The first vehicle, the patrol car, was slowing right down, the siren dying.
‘Anyway,’ Becker said, ‘you can explain all this to your colleagues.’
‘Explain what?’
Becker ignored him, waiting for the first man to emerge, a sergeant.
‘Harry Becker,’ he said, shifting the Smith and Wesson to his left hand, ready to shake with the right if necessary. The sergeant did not bother.
‘Jackson,’ he said. ‘What’s going on?’
‘There’s a dead guy in my car.’
‘Is that a bullet hole?’
‘Yeah, same on the other side.’
‘What the hell?’
The ambulance was pulling in now, backing up in front of Becker’s car. Jackson opened the door of the BMW, had a look. ‘Who did this?’
‘Ask him.’
‘Who? Constable Barnes? Why are you holding a pistol?’
‘I shot off three or four rounds,’ Becker said.
‘At another vehicle?’
‘Yeah, a big Toyota Land Cruiser. There may be a hole or two in the back.’
‘You get a number?’
‘I don’t think there was a number. No plate on the back, anyway.’
‘Max, get on the blower. A Land Cruiser, there may be a hole or two in the back. Search everywhere. No number plates. May have put ’em back on by now.’
‘A big white vehicle,’ Becker said again.
‘We got all that.’ He came back to Becker. ‘Is that a Smith and Wesson?’
‘I bought it on the market.’
‘Around here?’
‘In Sydney, years ago.’
‘Why did you buy an ex-police pistol?’
‘I’m an ex-police officer.’
Jackson said, ‘Mmmm. Let’s see your licence?’
Becker got it out. ‘He was going to have a go at me,’ he said.
‘Barnes? He was going to have a go at you?’
‘He came up to me with a hand on his piece.’
Barnes cut in: ‘He was holdin’ a weapon.’
‘I’d just then shot at a vehicle.’
Jackson said ‘Hmmm’ again. ‘You can put that thing away.’

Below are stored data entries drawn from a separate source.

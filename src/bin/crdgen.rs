// Copyright (c) 2025 Erick Bourgeois, firestoned
// SPDX-License-Identifier: MIT

//! Generates the CustomResourceDefinition YAML for the operator.
//!
//! Run with `cargo run --bin crdgen` and apply the output with kubectl, or
//! write it to a file with `--output`.

use clap::Parser;
use kube::CustomResourceExt;
use nephio_adapter::crd::NetworkSliceIntent;

#[derive(Parser)]
#[command(name = "crdgen", about = "Generate NetworkSliceIntent CRD YAML")]
struct Args {
    /// Write the CRD to this file instead of stdout
    #[arg(short, long)]
    output: Option<std::path::PathBuf>,
}

fn main() -> anyhow::Result<()> {
    let args = Args::parse();

    let crd = NetworkSliceIntent::crd();
    let yaml = serde_yaml::to_string(&crd)?;

    match args.output {
        Some(path) => std::fs::write(&path, yaml)?,
        None => print!("{yaml}"),
    }
    Ok(())
}
impl fmt::Display for IntentPhase {
    fn fmt(&self, f: &mut fmt::Formatter<'_>) -> fmt::Result {
        let s = match self {
            IntentPhase::Pending => "Pending",
            IntentPhase::Planning => "Planning",
            IntentPhase::Packaging => "Packaging",
            IntentPhase::Deploying => "Deploying",
            IntentPhase::Ready => "Ready",
            IntentPhase::Failed => "Failed",
        };
        f.write_str(s)
    }
}

/// A chosen (site, cluster) for a single function, with score and reasons.
#[derive(Clone, Debug, PartialEq, Serialize, Deserialize, JsonSchema)]
#[serde(rename_all = "camelCase")]
pub struct PlacementDecision {
    /// The function this decision places.
    pub function: NetworkFunctionType,

    /// Chosen inventory site id.
    pub site: String,

    /// Workload cluster hosting the chosen site.
    pub cluster: String,

    /// Final score in [0, 100].
    pub score: f64,

    /// Whether every hard constraint was satisfied. Always true for
    /// decisions the planner emits; recorded for audit.
    pub constraints_met: bool,

    /// Free-form justification strings, e.g. "latency budget met".
    #[serde(default)]
    pub justification: Vec<String>,
}

/// Observed per-function deployment state, aggregated from the external
/// deployment-management service.
#[derive(Clone, Debug, PartialEq, Serialize, Deserialize, JsonSchema)]
#[serde(rename_all = "camelCase")]
pub struct DeployedFunction {
    /// Deployment name in the target cluster.
    pub name: String,

    /// Function type.
    pub r#type: NetworkFunctionType,

    /// Target cluster.
    pub cluster: String,

    /// Namespace the function runs in.
    pub namespace: String,

    /// Reported status: Ready, Progressing or Failed.
    pub status: String,
}

/// Reference to a package revision created in the external service.
#[derive(Clone, Debug, PartialEq, Serialize, Deserialize, JsonSchema)]
#[serde(rename_all = "camelCase")]
pub struct PackageRevisionRef {
    /// Repository the revision lives in.
    pub repository: String,

    /// Package name within the repository.
    pub package_name: String,

    /// Revision identifier.
    pub revision: String,

    /// Workspace the draft was created in.
    pub workspace: String,

    /// Last observed lifecycle: Draft, Proposed, Published or DeletionStart.
    pub lifecycle: String,
}

/// Per-intent timing and success metrics.
#[derive(Clone, Debug, Default, PartialEq, Serialize, Deserialize, JsonSchema)]
#[serde(rename_all = "camelCase")]
pub struct SliceMetrics {
    /// Seconds spent in Planning.
    #[serde(skip_serializing_if = "Option::is_none")]
    pub planning_duration_seconds: Option<f64>,

    /// Seconds spent in Packaging.
    #[serde(skip_serializing_if = "Option::is_none")]
    pub packaging_duration_seconds: Option<f64>,

    /// Seconds spent in Deploying.
    #[serde(skip_serializing_if = "Option::is_none")]
    pub deployment_duration_seconds: Option<f64>,

    /// Seconds from Pending to Ready.
    #[serde(skip_serializing_if = "Option::is_none")]
    pub total_duration_seconds: Option<f64>,

    /// Fraction of functions that reached Ready.
    #[serde(skip_serializing_if = "Option::is_none")]
    pub success_rate: Option<f64>,
}
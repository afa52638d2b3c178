// Copyright (c) 2025 Erick Bourgeois, firestoned
// SPDX-License-Identifier: MIT

//! Unit tests for `inventory.rs`

#[cfg(test)]
mod tests {
    use crate::inventory::{Coordinates, Site, SiteCapacity};
    use std::collections::BTreeMap;

    fn edge_site() -> Site {
        let mut labels = BTreeMap::new();
        labels.insert("mano.oran.io/cluster".to_string(), "edge01-tokyo".to_string());
        labels.insert(
            "topology.kubernetes.io/region".to_string(),
            "ap-northeast".to_string(),
        );
        labels.insert(
            "topology.kubernetes.io/zone".to_string(),
            "ap-northeast-1a".to_string(),
        );

        Site {
            id: "site-tokyo-01".to_string(),
            name: "Tokyo Edge 01".to_string(),
            cloud_type: "edge".to_string(),
            coordinates: Coordinates {
                latitude: 35.68,
                longitude: 139.77,
            },
            capacity: SiteCapacity {
                cpu_cores: 64.0,
                memory_gb: 256.0,
                storage_gb: 2000.0,
                bandwidth_mbps: 10_000.0,
            },
            latency_class_ms: 1.0,
            labels,
        }
    }

    #[test]
    fn test_site_label_accessors() {
        let site = edge_site();
        assert_eq!(site.cluster(), Some("edge01-tokyo"));
        assert_eq!(site.region(), Some("ap-northeast"));
        assert_eq!(site.zone(), Some("ap-northeast-1a"));
    }

    #[test]
    fn test_site_without_cluster_label() {
        let mut site = edge_site();
        site.labels.clear();
        assert_eq!(site.cluster(), None);
        assert_eq!(site.region(), None);
        assert_eq!(site.zone(), None);
    }

    #[test]
    fn test_site_deserializes_inventory_wire_format() {
        let json = r#"{
            "id": "site-osaka-02",
            "name": "Osaka Regional 02",
            "cloudType": "regional",
            "coordinates": {"latitude": 34.69, "longitude": 135.5},
            "capacity": {"cpuCores": 128, "memoryGb": 512, "storageGb": 8000, "bandwidthMbps": 40000},
            "latencyClassMs": 5.0,
            "labels": {"mano.oran.io/cluster": "regional01-osaka"}
        }"#;

        let site: Site = serde_json::from_str(json).unwrap();
        assert_eq!(site.id, "site-osaka-02");
        assert_eq!(site.cloud_type, "regional");
        assert!((site.capacity.cpu_cores - 128.0).abs() < f64::EPSILON);
        assert_eq!(site.cluster(), Some("regional01-osaka"));
    }

    #[test]
    fn test_labels_default_to_empty() {
        let json = r#"{
            "id": "s", "name": "s", "cloudType": "central",
            "coordinates": {"latitude": 0, "longitude": 0},
            "capacity": {"cpuCores": 1, "memoryGb": 1, "storageGb": 1, "bandwidthMbps": 1},
            "latencyClassMs": 50.0
        }"#;
        let site: Site = serde_json::from_str(json).unwrap();
        assert!(site.labels.is_empty());
    }
}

‘Not till you’ve taken him away.’
‘Why would I do that?’
‘Ask him,’ Becker said.
‘Something between you two?’
‘We’re cousins.’
‘A family feud?’
‘Not exactly.’
‘Who was the old guy?’ Jackson asked Becker.
‘A witness to a killing in Canberra, last year.’
‘And someone shot him?’
‘Yeah, from the left side.’
‘Te bullet went through your window, too. How come you’re not hit?’
‘I leaned back, Buster leaned forward.’
‘Buster?’
‘Yeah.’
‘Why would someone do that?’
‘They didn’t want him to go to court.’
‘Ah, Jesus.’
Barnes had been standing, hand on weapon, fuming. And listening, as far as the pounding pulse in his ears would allow. Both happy to see someone standing up to that bastard, Harry Becker, and yet frightened something awful might happen. He’d had enough. He couldn’t take it any more from that fucking bastard, who had everything, a million dollars they reckon, given him by some Mafia boss’s wife in Canberra, who was gonna split and run with him. To live it up on the Riviera or some flash dump like that. But they got her, shot her in bed. So he’d heard, anyway.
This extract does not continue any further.